//! TCP listener for MPD clients
//!
//! Accepts connections, enforces the connection limit and spawns one
//! [`Session`] task per client. All sessions share the core, the command
//! registry and the event bus.

mod session;

pub use session::{Session, MAX_LINE_LENGTH};

use std::net::SocketAddr;
use std::sync::Arc;
use std::time::Duration;

use anyhow::{Context as _, Result};
use tokio::io::AsyncWriteExt;
use tokio::net::{TcpListener, TcpStream};
use tokio::sync::{RwLock, Semaphore};
use tokio::task::JoinHandle;
use tokio_util::sync::CancellationToken;
use tracing::{debug, info, warn};

use crate::bus::SharedBus;
use crate::config::Config;
use crate::engine::SharedCore;
use crate::protocol::CommandRegistry;

/// Sent to a client refused because the server is full
const TOO_MANY_CONNECTIONS: &str = "ACK [0@0] {} Too many connections\n";

/// Listener settings taken from [`Config`]
#[derive(Debug, Clone)]
pub struct ServerSettings {
    pub bind_address: String,
    pub password: Option<Arc<str>>,
    pub max_connections: usize,
    pub connection_timeout: Duration,
}

impl From<&Config> for ServerSettings {
    fn from(config: &Config) -> Self {
        Self {
            bind_address: config.bind_address(),
            password: config.password().map(Arc::from),
            max_connections: config.max_connections,
            connection_timeout: config.connection_timeout(),
        }
    }
}

/// State shared by the accept loop and every session it spawns
struct Shared {
    settings: ServerSettings,
    core: SharedCore,
    registry: Arc<CommandRegistry>,
    bus: SharedBus,
}

#[derive(Default)]
struct ServerState {
    local_addr: Option<SocketAddr>,
    accept_task: Option<JoinHandle<()>>,
}

pub struct MpdServer {
    shared: Arc<Shared>,
    state: RwLock<ServerState>,
    /// Parent token from the application; each start gets a child
    parent: CancellationToken,
    shutdown: RwLock<CancellationToken>,
}

impl MpdServer {
    pub fn new(
        settings: ServerSettings,
        core: SharedCore,
        registry: Arc<CommandRegistry>,
        bus: SharedBus,
        shutdown: CancellationToken,
    ) -> Self {
        let token = shutdown.child_token();
        Self {
            shared: Arc::new(Shared {
                settings,
                core,
                registry,
                bus,
            }),
            state: RwLock::new(ServerState::default()),
            parent: shutdown,
            shutdown: RwLock::new(token),
        }
    }

    /// Address the listener is bound to, once started
    pub async fn local_addr(&self) -> Option<SocketAddr> {
        self.state.read().await.local_addr
    }

    async fn start_internal(&self) -> Result<()> {
        if self.state.read().await.local_addr.is_some() {
            debug!("MPD server already running");
            return Ok(());
        }

        let address = &self.shared.settings.bind_address;
        let listener = TcpListener::bind(address)
            .await
            .with_context(|| format!("binding MPD server to {}", address))?;
        let local_addr = listener.local_addr()?;

        let shutdown = {
            let mut token = self.shutdown.write().await;
            *token = self.parent.child_token();
            token.clone()
        };

        let shared = self.shared.clone();
        let accept_task = tokio::spawn(accept_loop(listener, shared, shutdown));

        {
            let mut state = self.state.write().await;
            state.local_addr = Some(local_addr);
            state.accept_task = Some(accept_task);
        }

        info!("MPD server listening on {}", local_addr);
        Ok(())
    }

    async fn stop_internal(&self) {
        self.shutdown.read().await.cancel();

        let accept_task = {
            let mut state = self.state.write().await;
            state.local_addr = None;
            state.accept_task.take()
        };

        if let Some(task) = accept_task {
            if let Err(e) = task.await {
                warn!("MPD accept loop ended abnormally: {}", e);
            }
        }
        info!("MPD server stopped");
    }
}

crate::impl_startable!(MpdServer, "mpd");

async fn accept_loop(listener: TcpListener, shared: Arc<Shared>, shutdown: CancellationToken) {
    let permits = Arc::new(Semaphore::new(shared.settings.max_connections));

    loop {
        tokio::select! {
            _ = shutdown.cancelled() => {
                info!("MPD accept loop shutting down");
                break;
            }
            accepted = listener.accept() => {
                let (stream, peer) = match accepted {
                    Ok(accepted) => accepted,
                    Err(e) => {
                        warn!("Accept failed: {}", e);
                        continue;
                    }
                };

                let Ok(permit) = permits.clone().try_acquire_owned() else {
                    warn!(
                        "Rejecting {}: {} connections already open",
                        peer, shared.settings.max_connections
                    );
                    tokio::spawn(reject(stream));
                    continue;
                };

                if let Err(e) = stream.set_nodelay(true) {
                    debug!("Could not set TCP_NODELAY for {}: {}", peer, e);
                }

                let session = Session::new(
                    peer.to_string(),
                    shared.core.clone(),
                    shared.registry.clone(),
                    shared.bus.clone(),
                    shared.settings.password.clone(),
                    shared.settings.connection_timeout,
                    shutdown.child_token(),
                );
                tokio::spawn(async move {
                    if let Err(e) = session.run(stream).await {
                        debug!("Session for {} ended with error: {}", peer, e);
                    }
                    drop(permit);
                });
            }
        }
    }
}

async fn reject(mut stream: TcpStream) {
    if let Err(e) = stream.write_all(TOO_MANY_CONNECTIONS.as_bytes()).await {
        debug!("Could not notify rejected client: {}", e);
    }
    if let Err(e) = stream.shutdown().await {
        debug!("Could not close rejected client: {}", e);
    }
}
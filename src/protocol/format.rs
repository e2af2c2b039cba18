//! Track rendering and argument parsing shared by the command modules

use super::error::AckError;
use super::response::Item;
use crate::models::{Field, Query, TlTrack, Track};

/// Render a track as `Key: value` items.
///
/// `position` adds the `Pos` and `Id` of a tracklist entry.
pub fn track_items(track: &Track, position: Option<(usize, &TlTrack)>) -> Vec<Item> {
    let track_no = track.track_no.unwrap_or(0);
    let track_field = match track.album.as_ref().and_then(|album| album.num_tracks) {
        Some(total) => format!("{}/{}", track_no, total),
        None => track_no.to_string(),
    };

    let mut items = vec![
        Item::pair("file", &track.uri),
        Item::pair("Time", track.length.unwrap_or(0) / 1000),
        Item::pair("Artist", track.artists.join(", ")),
        Item::pair("Title", track.name.as_deref().unwrap_or("")),
        Item::pair("Album", track.album_name().unwrap_or("")),
        Item::pair("Date", track.date.as_deref().unwrap_or("")),
        Item::pair("Track", track_field),
    ];
    if let Some((pos, entry)) = position {
        items.push(Item::pair("Pos", pos));
        items.push(Item::pair("Id", entry.tlid));
    }
    if let Some(album) = &track.album {
        if !album.artists.is_empty() {
            items.push(Item::pair("AlbumArtist", album.artists.join(", ")));
        }
    }
    if let Some(genre) = &track.genre {
        items.push(Item::pair("Genre", genre));
    }
    items
}

/// Render tracklist entries starting at `offset`
pub fn tracklist_items(entries: &[TlTrack], offset: usize) -> Vec<Item> {
    entries
        .iter()
        .enumerate()
        .map(|(i, entry)| Item::Group(track_items(&entry.track, Some((offset + i, entry)))))
        .collect()
}

/// Split an argument string into words.
///
/// Words are separated by spaces; a double-quoted word may contain spaces and
/// `\"` / `\\` escapes.
pub fn tokenize(input: &str) -> Result<Vec<String>, AckError> {
    let mut tokens = Vec::new();
    let mut chars = input.chars().peekable();

    loop {
        while chars.next_if(|c| c.is_whitespace()).is_some() {}
        let Some(&first) = chars.peek() else {
            break;
        };

        let mut token = String::new();
        if first == '"' {
            chars.next();
            let mut closed = false;
            while let Some(c) = chars.next() {
                match c {
                    '"' => {
                        closed = true;
                        break;
                    }
                    '\\' => match chars.next() {
                        Some(escaped) => token.push(escaped),
                        None => break,
                    },
                    c => token.push(c),
                }
            }
            if !closed {
                return Err(AckError::arg("Missing closing '\"'"));
            }
            if chars.peek().is_some_and(|c| !c.is_whitespace()) {
                return Err(AckError::arg("Space expected after closing '\"'"));
            }
        } else {
            while let Some(c) = chars.next_if(|c| !c.is_whitespace()) {
                if c == '"' {
                    return Err(AckError::arg("Invalid unquoted character"));
                }
                token.push(c);
            }
        }
        tokens.push(token);
    }
    Ok(tokens)
}

/// Parse `tag "value"` pairs into a library query.
///
/// Empty values are skipped.
pub fn parse_query(tokens: &[String]) -> Result<Query, AckError> {
    if tokens.len() % 2 != 0 {
        return Err(AckError::arg("incorrect arguments"));
    }
    let mut query = Query::new();
    for pair in tokens.chunks(2) {
        let field = Field::from_tag(&pair[0])
            .ok_or_else(|| AckError::arg(format!("Unknown tag type: {}", pair[0])))?;
        if !pair[1].is_empty() {
            query.add(field, pair[1].clone());
        }
    }
    Ok(query)
}

/// Parse a `start:end` range argument.
///
/// A missing end is returned as None.
pub fn parse_range(raw: &str) -> Result<(usize, Option<usize>), AckError> {
    let invalid = || AckError::arg(format!("Invalid range: {}", raw));
    let (start, end) = match raw.split_once(':') {
        Some((start, end)) => (start, Some(end).filter(|end| !end.is_empty())),
        None => (raw, None),
    };
    let start = start.parse().map_err(|_| invalid())?;
    let end = end.map(|end| end.parse()).transpose().map_err(|_| invalid())?;
    Ok((start, end))
}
──────────────────────────────
> _ASSIGNED TASK_: Say how many lines of the material above include the word "SocketAddr", giving the number alone.

> _COMPLETED TASK_: 3